- **Task to complete**:
Find the line holding "else if !npc" in the entries below. Give it again exactly, along with every line after it up to and including the line holding "let npcs = &self.npcs;".

- **Data to use**:
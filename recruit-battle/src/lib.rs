//! # recruit-battle: Tactics Battle Integration
//!
//! Connects the game-agnostic `recruit-core` engine to a turn-based battle
//! loop. The battle system owns the units; this crate exposes them to the
//! engine and applies the patches it returns.
//!
//! ## Architecture
//!
//! ```text
//! ┌──────────────────────────────────────────┐
//! │              Battle loop                 │
//! │  ┌────────────────────────────────────┐  │
//! │  │          recruit-battle            │  │
//! │  │  ┌─────────────┐ ┌──────────────┐  │  │
//! │  │  │ Battlefield │ │    Hooks     │  │  │
//! │  │  └──────┬──────┘ └──────┬───────┘  │  │
//! │  │         │               │          │  │
//! │  │         ▼               ▼          │  │
//! │  │    ┌──────────────────────────┐    │  │
//! │  │    │       recruit-core       │    │  │
//! │  │    └──────────────────────────┘    │  │
//! │  │    ┌──────────────────────────┐    │  │
//! │  │    │  RosterStore (SQLite)    │    │  │
//! │  │    └──────────────────────────┘    │  │
//! │  └────────────────────────────────────┘  │
//! └──────────────────────────────────────────┘
//! ```
//!
//! ## Modules
//!
//! - `battlefield`: units in play, implements `BattleContextProvider`
//! - `hooks`: attack, NPC hit, turn end and stage clear entry points
//! - `targeting`: AI target ranking using NPC priority
//! - `persistence`: SQLite roster of recruited units
//! - `config`: platform profiles and battle settings
//! - `logging`: tracing subscriber setup

#![deny(clippy::unwrap_used)]
#![deny(missing_docs)]
#![warn(clippy::pedantic)]
#![allow(clippy::module_name_repetitions)]

pub mod battlefield;
pub mod config;
pub mod error;
pub mod hooks;
pub mod logging;
pub mod persistence;
pub mod targeting;

pub use battlefield::Battlefield;
pub use config::{BattleConfig, PlatformProfile};
pub use error::{BattleError, Result};
pub use hooks::{AttackReport, AttackResolution};
pub use persistence::{RosterStore, RosterStoreConfig};
pub use targeting::{RankedTarget, rank_targets, select_target};
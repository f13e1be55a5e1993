//! Performance monitor: rolling samples, threshold alerts, self-tuning.
//!
//! Operations record timings into per-metric [`SampleWindow`]s. Every
//! `evaluation_interval_ticks` the monitor averages each window, raises
//! alerts against the configured thresholds and, with auto-optimization on,
//! runs the highest-priority corrective actions through an
//! [`OptimizationTarget`]. It never blocks or rejects recruitment work, and
//! a disabled monitor does nothing at all.

use std::collections::VecDeque;

use serde::{Deserialize, Serialize};
use tracing::{debug, error, info, warn};

use crate::config::{MonitorConfig, Threshold};
use crate::metrics::{SampleWindow, TimingGuard, WindowPercentiles};

// ---------------------------------------------------------------------------
// Metrics & alerts
// ---------------------------------------------------------------------------

/// A sampled quantity.
#[derive(Debug, Clone, Copy, PartialEq, Eq, Hash, Serialize, Deserialize)]
#[serde(rename_all = "snake_case")]
pub enum Metric {
    /// One eligibility check, ms.
    ConditionCheckTime,
    /// One conversion to NPC, ms.
    NpcConversionTime,
    /// One UI progress batch, ms.
    UiUpdateTime,
    /// Recruitment work per frame, ms.
    FrameImpact,
    /// Cache hit ratio, 0..=1.
    CacheHitRatio,
    /// Estimated engine memory, bytes.
    MemoryUsage,
}

impl Metric {
    /// Every metric, in window order.
    pub const ALL: [Self; 6] = [
        Self::ConditionCheckTime,
        Self::NpcConversionTime,
        Self::UiUpdateTime,
        Self::FrameImpact,
        Self::CacheHitRatio,
        Self::MemoryUsage,
    ];

    fn index(self) -> usize {
        match self {
            Self::ConditionCheckTime => 0,
            Self::NpcConversionTime => 1,
            Self::UiUpdateTime => 2,
            Self::FrameImpact => 3,
            Self::CacheHitRatio => 4,
            Self::MemoryUsage => 5,
        }
    }

    /// Unit suffix for summaries.
    #[must_use]
    pub fn unit(self) -> &'static str {
        match self {
            Self::CacheHitRatio => "",
            Self::MemoryUsage => "B",
            _ => "ms",
        }
    }
}

impl std::fmt::Display for Metric {
    fn fmt(&self, f: &mut std::fmt::Formatter<'_>) -> std::fmt::Result {
        let s = match self {
            Self::ConditionCheckTime => "condition_check_time",
            Self::NpcConversionTime => "npc_conversion_time",
            Self::UiUpdateTime => "ui_update_time",
            Self::FrameImpact => "frame_impact",
            Self::CacheHitRatio => "cache_hit_ratio",
            Self::MemoryUsage => "memory_usage",
        };
        f.write_str(s)
    }
}

/// Alert severity.
#[derive(Debug, Clone, Copy, PartialEq, Eq, PartialOrd, Ord, Hash, Serialize, Deserialize)]
#[serde(rename_all = "lowercase")]
pub enum AlertSeverity {
    /// Worth knowing; no action taken.
    Info,
    /// Over the warning threshold.
    Warning,
    /// Over the critical threshold.
    Critical,
}

impl AlertSeverity {
    fn weight(self) -> u8 {
        match self {
            Self::Info => 0,
            Self::Warning => 1,
            Self::Critical => 2,
        }
    }
}

/// One threshold breach.
#[derive(Debug, Clone, PartialEq, Serialize, Deserialize)]
pub struct Alert {
    /// Metric that breached.
    pub metric: Metric,
    /// How badly.
    pub severity: AlertSeverity,
    /// Window average at evaluation.
    pub value: f64,
    /// Threshold that was crossed.
    pub threshold: f64,
    /// Monitor tick of evaluation.
    pub tick: u64,
}

impl Alert {
    /// Human-readable description.
    #[must_use]
    pub fn message(&self) -> String {
        let unit = self.metric.unit();
        if self.metric == Metric::CacheHitRatio {
            format!(
                "{} at {:.2}, below {:.2}",
                self.metric, self.value, self.threshold
            )
        } else {
            format!(
                "{} averaging {:.2}{unit}, threshold {:.2}{unit}",
                self.metric, self.value, self.threshold
            )
        }
    }
}

// ---------------------------------------------------------------------------
// Optimization actions
// ---------------------------------------------------------------------------

/// A corrective measure the monitor can request.
#[derive(Debug, Clone, Copy, PartialEq, Eq, Hash, Serialize, Deserialize)]
#[serde(rename_all = "snake_case")]
pub enum OptimizationAction {
    /// Reduce condition-cache capacity.
    ShrinkCache,
    /// Refresh fewer UI indicators per call.
    ReduceBatchSize,
    /// Pause non-critical work (UI progress refreshes).
    DeferNonCritical,
    /// Drop every transient buffer that can be rebuilt.
    ForceCleanup,
}

impl OptimizationAction {
    /// Base priority; higher runs first among equal severities.
    #[must_use]
    pub fn priority(self) -> u8 {
        match self {
            Self::ForceCleanup => 4,
            Self::ShrinkCache => 3,
            Self::ReduceBatchSize => 2,
            Self::DeferNonCritical => 1,
        }
    }

    fn for_alert(alert: &Alert) -> &'static [Self] {
        use AlertSeverity::{Critical, Info, Warning};
        match (alert.metric, alert.severity) {
            (_, Info) | (Metric::CacheHitRatio, _) => &[],
            (Metric::MemoryUsage, Warning) => &[Self::ShrinkCache],
            (Metric::MemoryUsage, Critical) => &[Self::ForceCleanup, Self::ShrinkCache],
            (Metric::ConditionCheckTime | Metric::UiUpdateTime, Warning) => {
                &[Self::ReduceBatchSize]
            }
            (Metric::ConditionCheckTime | Metric::UiUpdateTime, Critical) => {
                &[Self::ReduceBatchSize, Self::DeferNonCritical]
            }
            (Metric::FrameImpact, _) => &[Self::DeferNonCritical],
            (Metric::NpcConversionTime, Warning) => &[Self::ShrinkCache],
            (Metric::NpcConversionTime, Critical) => &[Self::ForceCleanup],
        }
    }
}

/// Whatever owns the tunable buffers. Each method reports whether it
/// changed anything.
pub trait OptimizationTarget {
    /// Shrink the condition cache.
    fn shrink_cache(&mut self) -> bool;
    /// Lower the UI batch size.
    fn reduce_batch_size(&mut self) -> bool;
    /// Start deferring non-critical work.
    fn defer_non_critical(&mut self) -> bool;
    /// Stop deferring non-critical work. Called once metrics are healthy again.
    fn resume_non_critical(&mut self) -> bool;
    /// Drop rebuildable transient state.
    fn force_cleanup(&mut self) -> bool;
}

/// An action the monitor executed.
#[derive(Debug, Clone, Copy, PartialEq, Eq, Serialize, Deserialize)]
pub struct ActionRecord {
    /// Which action.
    pub action: OptimizationAction,
    /// Whether the target changed anything.
    pub applied: bool,
}

/// What one [`PerformanceMonitor::tick`] did.
#[derive(Debug, Clone, Default, PartialEq, Serialize, Deserialize)]
pub struct TickReport {
    /// Monitor tick number.
    pub tick: u64,
    /// Whether this tick ran an evaluation.
    pub evaluated: bool,
    /// Alerts raised.
    pub alerts: Vec<Alert>,
    /// Actions executed, highest priority first.
    pub actions: Vec<ActionRecord>,
    /// Whether deferred work was resumed.
    pub resumed: bool,
}

// ---------------------------------------------------------------------------
// Monitor
// ---------------------------------------------------------------------------

/// Samples, evaluates, and tunes.
#[derive(Debug)]
pub struct PerformanceMonitor {
    config: MonitorConfig,
    windows: Vec<SampleWindow>,
    history: VecDeque<Alert>,
    ticks: u64,
}

impl PerformanceMonitor {
    /// Create a monitor.
    #[must_use]
    pub fn new(config: MonitorConfig) -> Self {
        let windows = Metric::ALL
            .iter()
            .map(|_| SampleWindow::new(config.window_size))
            .collect();
        Self {
            config,
            windows,
            history: VecDeque::new(),
            ticks: 0,
        }
    }

    /// Whether sampling and evaluation happen at all.
    #[must_use]
    pub fn is_enabled(&self) -> bool {
        self.config.enabled
    }

    /// Record one sample. No-op when disabled or the value is not finite.
    pub fn record(&self, metric: Metric, value: f64) {
        if self.config.enabled && value.is_finite() {
            self.windows[metric.index()].record(value);
        }
    }

    /// Time a scope into `metric`'s window. `None` when disabled.
    #[must_use]
    pub fn time(&self, metric: Metric) -> Option<TimingGuard<'_>> {
        self.config
            .enabled
            .then(|| self.windows[metric.index()].time())
    }

    /// Current window average.
    #[must_use]
    pub fn average(&self, metric: Metric) -> Option<f64> {
        self.windows[metric.index()].average()
    }

    /// Current window percentiles.
    #[must_use]
    pub fn percentiles(&self, metric: Metric) -> WindowPercentiles {
        self.windows[metric.index()].percentiles()
    }

    /// Alert history, oldest first.
    pub fn alerts(&self) -> impl Iterator<Item = &Alert> {
        self.history.iter()
    }

    /// Ticks seen so far.
    #[must_use]
    pub fn ticks(&self) -> u64 {
        self.ticks
    }

    /// Advance one tick, evaluating when the interval comes round.
    pub fn tick(&mut self, target: &mut impl OptimizationTarget) -> TickReport {
        if !self.config.enabled {
            return TickReport::default();
        }
        self.ticks += 1;
        if self.ticks % self.config.evaluation_interval_ticks.max(1) != 0 {
            return TickReport {
                tick: self.ticks,
                ..TickReport::default()
            };
        }
        self.evaluate(target)
    }

    /// Evaluate immediately, regardless of the interval.
    pub fn evaluate(&mut self, target: &mut impl OptimizationTarget) -> TickReport {
        let mut report = TickReport {
            tick: self.ticks,
            evaluated: true,
            ..TickReport::default()
        };
        if !self.config.enabled {
            report.evaluated = false;
            return report;
        }

        for metric in Metric::ALL {
            if let Some(alert) = self.check(metric) {
                log_alert(&alert);
                report.alerts.push(alert);
            }
        }
        for alert in &report.alerts {
            if self.history.len() >= self.config.alert_history.max(1) {
                self.history.pop_front();
            }
            self.history.push_back(alert.clone());
        }

        if !self.config.auto_optimize {
            return report;
        }

        let mut candidates: Vec<(u8, OptimizationAction)> = Vec::new();
        for alert in &report.alerts {
            for &action in OptimizationAction::for_alert(alert) {
                let score = alert.severity.weight() * 10 + action.priority();
                match candidates.iter_mut().find(|(_, a)| *a == action) {
                    Some(existing) => existing.0 = existing.0.max(score),
                    None => candidates.push((score, action)),
                }
            }
        }
        candidates.sort_by(|a, b| b.0.cmp(&a.0));

        for (_, action) in candidates.into_iter().take(self.config.max_actions_per_tick) {
            let applied = match action {
                OptimizationAction::ShrinkCache => target.shrink_cache(),
                OptimizationAction::ReduceBatchSize => target.reduce_batch_size(),
                OptimizationAction::DeferNonCritical => target.defer_non_critical(),
                OptimizationAction::ForceCleanup => target.force_cleanup(),
            };
            info!(action = ?action, applied, tick = self.ticks, "Optimization action");
            report.actions.push(ActionRecord { action, applied });
        }

        let healthy = report
            .alerts
            .iter()
            .all(|a| a.severity == AlertSeverity::Info);
        if healthy {
            report.resumed = target.resume_non_critical();
            if report.resumed {
                debug!(tick = self.ticks, "Non-critical work resumed");
            }
        }
        report
    }

    fn check(&self, metric: Metric) -> Option<Alert> {
        let value = self.average(metric)?;
        let t = &self.config.thresholds;
        if metric == Metric::CacheHitRatio {
            return (value < t.min_cache_hit_ratio).then(|| Alert {
                metric,
                severity: AlertSeverity::Info,
                value,
                threshold: t.min_cache_hit_ratio,
                tick: self.ticks,
            });
        }
        let Threshold { warning, critical } = match metric {
            Metric::ConditionCheckTime => t.condition_check_ms,
            Metric::NpcConversionTime => t.npc_conversion_ms,
            Metric::UiUpdateTime => t.ui_update_ms,
            Metric::FrameImpact => t.frame_impact_ms,
            Metric::MemoryUsage => t.memory_bytes,
            Metric::CacheHitRatio => return None,
        };
        let (severity, threshold) = if value >= critical {
            (AlertSeverity::Critical, critical)
        } else if value >= warning {
            (AlertSeverity::Warning, warning)
        } else {
            return None;
        };
        Some(Alert {
            metric,
            severity,
            value,
            threshold,
            tick: self.ticks,
        })
    }

    /// Forget samples and alert history.
    pub fn reset(&mut self) {
        for w in &self.windows {
            w.clear();
        }
        self.history.clear();
        self.ticks = 0;
    }

    /// Multi-line summary of every non-empty window.
    #[must_use]
    pub fn summary(&self) -> String {
        Metric::ALL
            .iter()
            .filter_map(|&m| {
                let p = self.percentiles(m);
                (p.samples > 0).then(|| format!("{m}: {}", p.summary(m.unit())))
            })
            .collect::<Vec<_>>()
            .join("\n")
    }
}

fn log_alert(alert: &Alert) {
    let message = alert.message();
    match alert.severity {
        AlertSeverity::Info => info!(metric = %alert.metric, tick = alert.tick, "{message}"),
        AlertSeverity::Warning => warn!(metric = %alert.metric, tick = alert.tick, "{message}"),
        AlertSeverity::Critical => error!(metric = %alert.metric, tick = alert.tick, "{message}"),
    }
}
//! Battlefield snapshot: the units in play and the turn counter.
//!
//! The battlefield is the single owner of live [`Unit`] values. The engine
//! only ever sees it through [`BattleContextProvider`] and hands back
//! [`UnitPatch`]es, which are applied here.

use recruit_core::stage::StageData;
use recruit_core::{BattleContextProvider, Faction, Unit, UnitId, UnitPatch};
use tracing::{debug, trace};

use crate::error::{BattleError, Result};

/// All units in play, split by side.
#[derive(Debug, Clone, Default)]
pub struct Battlefield {
    allies: Vec<Unit>,
    enemies: Vec<Unit>,
    npcs: Vec<UnitId>,
    turn: u32,
}

impl Battlefield {
    /// An empty battlefield on turn 1.
    #[must_use]
    pub fn new() -> Self {
        Self {
            turn: 1,
            ..Self::default()
        }
    }

    /// Deploy every unit listed in `stage`.
    #[must_use]
    pub fn from_stage(stage: &StageData) -> Self {
        let mut field = Self::new();
        for entry in &stage.units {
            field.deploy(entry.unit.clone());
        }
        debug!(
            stage = %stage.stage_id,
            allies = field.allies.len(),
            enemies = field.enemies.len(),
            "Battlefield deployed"
        );
        field
    }

    /// Add a unit to its faction's side.
    pub fn deploy(&mut self, unit: Unit) {
        if unit.faction.is_friendly() {
            self.allies.push(unit);
        } else {
            self.enemies.push(unit);
        }
    }

    /// Apply a patch from the engine, moving the unit between sides if its
    /// faction changed.
    ///
    /// # Errors
    /// Returns [`BattleError::UnitNotFound`] if the unit is not in play.
    pub fn apply_patch(&mut self, patch: &UnitPatch) -> Result<()> {
        let unit = self
            .unit_mut(&patch.unit_id)
            .ok_or_else(|| BattleError::UnitNotFound(patch.unit_id.clone()))?;
        let before = unit.faction;
        patch.apply(unit);
        let after = unit.faction;
        trace!(unit = %patch.unit_id, ?patch, "Patch applied");

        if before.is_friendly() != after.is_friendly() {
            self.rebucket(&patch.unit_id);
        }
        Ok(())
    }

    /// Subtract `damage` from a unit's HP, saturating at zero. Returns the
    /// HP left.
    ///
    /// # Errors
    /// Returns [`BattleError::UnitNotFound`] if the unit is not in play.
    pub fn apply_damage(&mut self, id: &UnitId, damage: u32) -> Result<u32> {
        let unit = self
            .unit_mut(id)
            .ok_or_else(|| BattleError::UnitNotFound(id.clone()))?;
        unit.current_hp = unit.current_hp.saturating_sub(damage);
        Ok(unit.current_hp)
    }

    /// Record whether `id` is held in NPC state.
    pub fn set_npc(&mut self, id: &UnitId, npc: bool) {
        let present = self.npcs.contains(id);
        if npc && !present {
            self.npcs.push(id.clone());
        } else if !npc && present {
            self.npcs.retain(|n| n != id);
        }
    }

    /// Whether `id` is marked as an NPC.
    #[must_use]
    pub fn is_npc(&self, id: &UnitId) -> bool {
        self.npcs.contains(id)
    }

    /// Move to the next turn. Clears every unit's turn flags except NPCs',
    /// which stay spent.
    pub fn advance_turn(&mut self) -> u32 {
        self.turn += 1;
        let npcs = &self.npcs;
        for unit in self.allies.iter_mut().chain(self.enemies.iter_mut()) {
            if !npcs.contains(&unit.id) {
                unit.has_acted = false;
                unit.has_moved = false;
            }
        }
        self.turn
    }

    /// Every unit in play, allies first.
    #[must_use]
    pub fn units_in_play(&self) -> Vec<Unit> {
        self.allies.iter().chain(self.enemies.iter()).cloned().collect()
    }

    /// Whether every hostile unit is down.
    #[must_use]
    pub fn is_cleared(&self) -> bool {
        self.enemies
            .iter()
            .filter(|u| u.faction == Faction::Enemy)
            .all(|u| !u.is_alive())
    }

    fn unit_mut(&mut self, id: &UnitId) -> Option<&mut Unit> {
        self.allies
            .iter_mut()
            .chain(self.enemies.iter_mut())
            .find(|u| &u.id == id)
    }

    fn rebucket(&mut self, id: &UnitId) {
        if let Some(pos) = self.allies.iter().position(|u| &u.id == id) {
            let unit = self.allies.remove(pos);
            self.enemies.push(unit);
        } else if let Some(pos) = self.enemies.iter().position(|u| &u.id == id) {
            let unit = self.enemies.remove(pos);
            self.allies.push(unit);
        }
    }
}

impl BattleContextProvider for Battlefield {
    fn unit(&self, id: &UnitId) -> Option<&Unit> {
        self.allies
            .iter()
            .chain(self.enemies.iter())
            .find(|u| &u.id == id)
    }

    fn allied_units(&self) -> &[Unit] {
        &self.allies
    }

    fn enemy_units(&self) -> &[Unit] {
        &self.enemies
    }

    fn npc_units(&self) -> &[UnitId] {
        &self.npcs
    }

    fn current_turn(&self) -> u32 {
        self.turn
    }
}
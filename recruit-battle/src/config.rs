//! Battle-side configuration: platform profiles on top of the engine's
//! `RecruitConfig`.
//!
//! Handheld targets get a smaller cache, smaller UI batches and tighter
//! frame budgets; high-end targets get the opposite.

use std::path::PathBuf;

use recruit_core::RecruitConfig;
use serde::{Deserialize, Serialize};

use crate::error::{BattleError, Result};
use crate::persistence::{RosterStore, RosterStoreConfig};

// ---------------------------------------------------------------------------
// Platform Profiles
// ---------------------------------------------------------------------------

/// Target platform class, auto-detected at startup.
#[derive(Debug, Clone, Copy, PartialEq, Eq, Serialize, Deserialize)]
#[serde(rename_all = "snake_case")]
pub enum PlatformProfile {
    /// Two to three cores, tight memory. Small cache, small batches.
    Handheld,
    /// Typical desktop or console.
    Standard,
    /// Many cores, generous memory.
    HighEnd,
}

impl PlatformProfile {
    /// Human-readable description.
    #[must_use]
    pub fn description(self) -> &'static str {
        match self {
            Self::Handheld => "Handheld: small condition cache, 16 ms frame budget",
            Self::Standard => "Standard: default cache and batching",
            Self::HighEnd => "High-end: large cache, wide UI batches",
        }
    }

    /// Guess the profile from the number of available cores.
    #[must_use]
    pub fn auto_detect() -> Self {
        let cpu_count = std::thread::available_parallelism()
            .map(std::num::NonZeroUsize::get)
            .unwrap_or(4);

        if cpu_count >= 12 {
            Self::HighEnd
        } else if cpu_count >= 4 {
            Self::Standard
        } else {
            Self::Handheld
        }
    }

    /// Engine configuration tuned for this profile.
    #[must_use]
    pub fn recruit_config(self) -> RecruitConfig {
        let mut config = RecruitConfig::default();
        match self {
            Self::Handheld => {
                config.cache.capacity = 128;
                config.cache.min_capacity = 16;
                config.batching.ui_batch_size = 4;
                config.recruitment.max_npcs_per_stage = 2;
                config.monitor.evaluation_interval_ticks = 15;
                let t = &mut config.monitor.thresholds;
                t.frame_impact_ms.warning = 1.0;
                t.frame_impact_ms.critical = 3.0;
                t.memory_bytes.warning = 1024.0 * 1024.0;
                t.memory_bytes.critical = 4.0 * 1024.0 * 1024.0;
            }
            Self::Standard => {
                // Defaults are tuned for Standard
            }
            Self::HighEnd => {
                config.cache.capacity = 2048;
                config.batching.ui_batch_size = 64;
                config.recruitment.max_npcs_per_stage = 5;
            }
        }
        config
    }
}

impl Default for PlatformProfile {
    fn default() -> Self {
        Self::auto_detect()
    }
}

// ---------------------------------------------------------------------------
// Battle Configuration
// ---------------------------------------------------------------------------

/// Everything the battle layer needs to start a stage.
#[derive(Debug, Clone, Serialize, Deserialize)]
pub struct BattleConfig {
    /// Platform profile the engine settings were derived from.
    #[serde(default)]
    pub profile: PlatformProfile,
    /// Engine settings.
    #[serde(default)]
    pub recruit: RecruitConfig,
    /// Roster database settings.
    #[serde(default)]
    pub roster: RosterStoreConfig,
    /// Roster database file; `None` keeps recruits in memory only.
    #[serde(default)]
    pub roster_path: Option<PathBuf>,
    /// Emit JSON log lines instead of human-readable ones.
    #[serde(default)]
    pub log_json: bool,
}

impl BattleConfig {
    /// Config tuned for the given profile.
    #[must_use]
    pub fn for_profile(profile: PlatformProfile) -> Self {
        Self {
            profile,
            recruit: profile.recruit_config(),
            roster: RosterStoreConfig::default(),
            roster_path: None,
            log_json: false,
        }
    }

    /// Parse a battle config from TOML. Engine settings go under `[recruit]`.
    ///
    /// # Errors
    /// Returns [`BattleError::Recruit`] with a `Config` error if the TOML is
    /// malformed or the engine settings fail validation.
    pub fn from_toml(toml_str: &str) -> Result<Self> {
        let config: Self = toml::from_str(toml_str)
            .map_err(|e| BattleError::Recruit(recruit_core::RecruitError::Config(e.to_string())))?;
        config.recruit.validate()?;
        Ok(config)
    }

    /// Open the roster database at `roster_path`, or an in-memory one.
    ///
    /// # Errors
    /// SQLite failures.
    pub fn open_roster(&self) -> Result<RosterStore> {
        match &self.roster_path {
            Some(path) => RosterStore::open(path, &self.roster),
            None => RosterStore::open_in_memory(&self.roster),
        }
    }
}

impl Default for BattleConfig {
    fn default() -> Self {
        Self::for_profile(PlatformProfile::Standard)
    }
}
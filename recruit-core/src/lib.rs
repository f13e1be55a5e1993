//! # Recruit Core Library
//!
//! Game-agnostic engine for recruiting enemy units mid-battle.
//!
//! A stage declares, per enemy, a list of [`condition::Condition`]s. When a
//! lethal hit lands while every condition holds, the target is not killed but
//! converted into a protected NPC. If it survives until the stage clears it
//! joins the player's roster permanently:
//!
//! ```text
//! AVAILABLE ─▶ CONDITIONS_MET ─▶ NPC_STATE ─▶ RECRUITED
//!     │               │              │
//!     └───────────────┴──────────────┴──────▶ FAILED
//! ```
//!
//! The [`RecruitmentOrchestrator`] is the entry point. It never touches the
//! caller's units; every state change comes back as a [`UnitPatch`].
//!
//! ## Performance Contract
//!
//! - Eligibility check (cache hit, 4 conditions): < 5μs
//! - Conversion to NPC: < 20μs
//! - Monitor tick without evaluation: < 1μs

#![deny(clippy::unwrap_used)]
#![deny(missing_docs)]
#![warn(clippy::pedantic)]
#![allow(clippy::module_name_repetitions)]

pub mod cache;
pub mod condition;
pub mod config;
pub mod context;
pub mod definition;
pub mod error;
pub mod events;
pub mod metrics;
pub mod monitor;
pub mod npc;
pub mod orchestrator;
pub mod stage;
pub mod types;

pub use condition::{Condition, ConditionKind, ConditionResult, RawCondition};
pub use config::RecruitConfig;
pub use context::{BattleContextProvider, RecruitmentContext};
pub use definition::{RecruitableDefinition, RecruitedUnit, RecruitmentFailure, RecruitmentStatus};
pub use error::{ErrorKind, RecruitError, Result};
pub use events::{EventBus, RecruitmentEvent};
pub use npc::{NpcLifecycleManager, NpcState, VisualState};
pub use orchestrator::{
    AttemptOutcome, EligibilityReport, NextAction, RecruitmentOrchestrator, StageCompletion,
};
pub use stage::{StageData, ValidationReport};
pub use types::*;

- **Result of the exercise**:
        } else if !npc && present {
            self.npcs.retain(|n| n != id);
        }
    }

    /// Whether `id` is marked as an NPC.
    #[must_use]
    pub fn is_npc(&self, id: &UnitId) -> bool {
        self.npcs.contains(id)
    }

    /// Move to the next turn. Clears every unit's turn flags except NPCs',
    /// which stay spent.
    pub fn advance_turn(&mut self) -> u32 {
        self.turn += 1;
        let npcs = &self.npcs;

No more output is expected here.